──────── Working data ────────
use crate::Ordering;
use axum::extract::State;
use fhub_identity::{Authenticated, load_profile};
use fhub_kernel::backend::BackendClient;
use fhub_kernel::domain::constants::ORDERING_TAG;
use fhub_kernel::domain::models::cart::CartView;
use fhub_kernel::domain::models::order::{CheckoutInput, Order};
use fhub_kernel::domain::models::user::UserMe;
use fhub_kernel::domain::navigation::{NavSection, sections_for};
use fhub_kernel::domain::session::SessionUser;
use fhub_kernel::server::extract::{ActionBody, Path, Slice};
use fhub_kernel::server::reply::{ActionOutcome, ServiceResult};
use serde::Serialize;

/// Landing view of a dashboard: who is signed in and where they can go.
#[derive(Debug, Clone, Serialize)]
pub struct Overview {
    pub user: SessionUser,
    pub navigation: &'static [NavSection],
}

#[utoipa::path(
    get,
    path = "/dashboard",
    responses((status = OK, description = "Customer dashboard overview")),
    tag = ORDERING_TAG,
)]
pub(crate) async fn overview(auth: Authenticated) -> ServiceResult<Overview> {
    let navigation = sections_for(auth.role());
    ServiceResult::ok(Overview { user: auth.session.user, navigation })
}

#[utoipa::path(
    get,
    path = "/dashboard/profile",
    responses((status = OK, description = "Own profile")),
    tag = ORDERING_TAG,
)]
pub(crate) async fn profile(State(backend): State<BackendClient>, auth: Authenticated) -> ServiceResult<UserMe> {
    load_profile(&backend, auth.cookie()).await.into()
}

#[utoipa::path(
    get,
    path = "/dashboard/cart",
    responses((status = OK, description = "Cart lines with their menu items and the total")),
    tag = ORDERING_TAG,
)]
pub(crate) async fn cart(Slice(ordering): Slice<Ordering>, auth: Authenticated) -> ServiceResult<CartView> {
    ordering.service.cart(auth.cookie()).await.into()
}

#[utoipa::path(
    delete,
    path = "/dashboard/cart/items/{menu_item_id}",
    params(("menu_item_id" = String, Path, description = "Menu item of the line")),
    responses((status = OK, description = "Line removed")),
    tag = ORDERING_TAG,
)]
pub(crate) async fn remove_line(
    Slice(ordering): Slice<Ordering>,
    auth: Authenticated,
    Path(menu_item_id): Path<String>,
) -> ActionOutcome {
    match ordering.service.remove_line(auth.cookie(), &menu_item_id).await {
        Ok(()) => ActionOutcome::confirmed("Item removed from cart."),
        Err(error) => ActionOutcome::failed(error),
    }
}

#[utoipa::path(
    delete,
    path = "/dashboard/cart",
    responses((status = OK, description = "Cart emptied")),
    tag = ORDERING_TAG,
)]
pub(crate) async fn clear_cart(Slice(ordering): Slice<Ordering>, auth: Authenticated) -> ActionOutcome {
    match ordering.service.clear(auth.cookie()).await {
        Ok(()) => ActionOutcome::confirmed("Cart cleared."),
        Err(error) => ActionOutcome::failed(error),
    }
}

#[utoipa::path(
    post,
    path = "/dashboard/cart/checkout",
    responses(
        (status = OK, description = "Order placed"),
        (status = BAD_REQUEST, description = "Incomplete delivery address"),
    ),
    tag = ORDERING_TAG,
)]
pub(crate) async fn checkout(
    Slice(ordering): Slice<Ordering>,
    auth: Authenticated,
    ActionBody(input): ActionBody<CheckoutInput>,
) -> ActionOutcome {
    match ordering.service.checkout(auth.cookie(), input).await {
        Ok(placed) => {
            let message = placed.message.unwrap_or_else(|| "Order placed.".to_owned());
            ActionOutcome::confirmed(message).with_data(placed.order)
        },
        Err(error) => ActionOutcome::failed(error),
    }
}

#[utoipa::path(
    get,
    path = "/dashboard/order",
    responses((status = OK, description = "The customer's orders")),
    tag = ORDERING_TAG,
)]
pub(crate) async fn my_orders(Slice(ordering): Slice<Ordering>, auth: Authenticated) -> ServiceResult<Vec<Order>> {
    ordering.service.my_orders(auth.cookie()).await.into()
}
────────
◆ What you should do
Repeat the data word for word. Leave nothing out.

◆ Reply
use crate::Ordering;
use axum::extract::State;
use fhub_identity::{Authenticated, load_profile};
use fhub_kernel::backend::BackendClient;
use fhub_kernel::domain::constants::ORDERING_TAG;
use fhub_kernel::domain::models::cart::CartView;
use fhub_kernel::domain::models::order::{CheckoutInput, Order};
use fhub_kernel::domain::models::user::UserMe;
use fhub_kernel::domain::navigation::{NavSection, sections_for};
use fhub_kernel::domain::session::SessionUser;
use fhub_kernel::server::extract::{ActionBody, Path, Slice};
use fhub_kernel::server::reply::{ActionOutcome, ServiceResult};
use serde::Serialize;

/// Landing view of a dashboard: who is signed in and where they can go.
#[derive(Debug, Clone, Serialize)]
pub struct Overview {
    pub user: SessionUser,
    pub navigation: &'static [NavSection],
}

#[utoipa::path(
    get,
    path = "/dashboard",
    responses((status = OK, description = "Customer dashboard overview")),
    tag = ORDERING_TAG,
)]
pub(crate) async fn overview(auth: Authenticated) -> ServiceResult<Overview> {
    let navigation = sections_for(auth.role());
    ServiceResult::ok(Overview { user: auth.session.user, navigation })
}

#[utoipa::path(
    get,
    path = "/dashboard/profile",
    responses((status = OK, description = "Own profile")),
    tag = ORDERING_TAG,
)]
pub(crate) async fn profile(State(backend): State<BackendClient>, auth: Authenticated) -> ServiceResult<UserMe> {
    load_profile(&backend, auth.cookie()).await.into()
}

#[utoipa::path(
    get,
    path = "/dashboard/cart",
    responses((status = OK, description = "Cart lines with their menu items and the total")),
    tag = ORDERING_TAG,
)]
pub(crate) async fn cart(Slice(ordering): Slice<Ordering>, auth: Authenticated) -> ServiceResult<CartView> {
    ordering.service.cart(auth.cookie()).await.into()
}

#[utoipa::path(
    delete,
    path = "/dashboard/cart/items/{menu_item_id}",
    params(("menu_item_id" = String, Path, description = "Menu item of the line")),
    responses((status = OK, description = "Line removed")),
    tag = ORDERING_TAG,
)]
pub(crate) async fn remove_line(
    Slice(ordering): Slice<Ordering>,
    auth: Authenticated,
    Path(menu_item_id): Path<String>,
) -> ActionOutcome {
    match ordering.service.remove_line(auth.cookie(), &menu_item_id).await {
        Ok(()) => ActionOutcome::confirmed("Item removed from cart."),
        Err(error) => ActionOutcome::failed(error),
    }
}

#[utoipa::path(
    delete,
    path = "/dashboard/cart",
    responses((status = OK, description = "Cart emptied")),
    tag = ORDERING_TAG,
)]
pub(crate) async fn clear_cart(Slice(ordering): Slice<Ordering>, auth: Authenticated) -> ActionOutcome {
    match ordering.service.clear(auth.cookie()).await {
        Ok(()) => ActionOutcome::confirmed("Cart cleared."),
        Err(error) => ActionOutcome::failed(error),
    }
}

#[utoipa::path(
    post,
    path = "/dashboard/cart/checkout",
    responses(
        (status = OK, description = "Order placed"),
        (status = BAD_REQUEST, description = "Incomplete delivery address"),
    ),
    tag = ORDERING_TAG,
)]
pub(crate) async fn checkout(
    Slice(ordering): Slice<Ordering>,
    auth: Authenticated,
    ActionBody(input): ActionBody<CheckoutInput>,
) -> ActionOutcome {
    match ordering.service.checkout(auth.cookie(), input).await {
        Ok(placed) => {
            let message = placed.message.unwrap_or_else(|| "Order placed.".to_owned());
            ActionOutcome::confirmed(message).with_data(placed.order)
        },
        Err(error) => ActionOutcome::failed(error),
    }
}

#[utoipa::path(
    get,
    path = "/dashboard/order",
    responses((status = OK, description = "The customer's orders")),
    tag = ORDERING_TAG,
)]
pub(crate) async fn my_orders(Slice(ordering): Slice<Ordering>, auth: Authenticated) -> ServiceResult<Vec<Order>> {
    ordering.service.my_orders(auth.cookie()).await.into()
}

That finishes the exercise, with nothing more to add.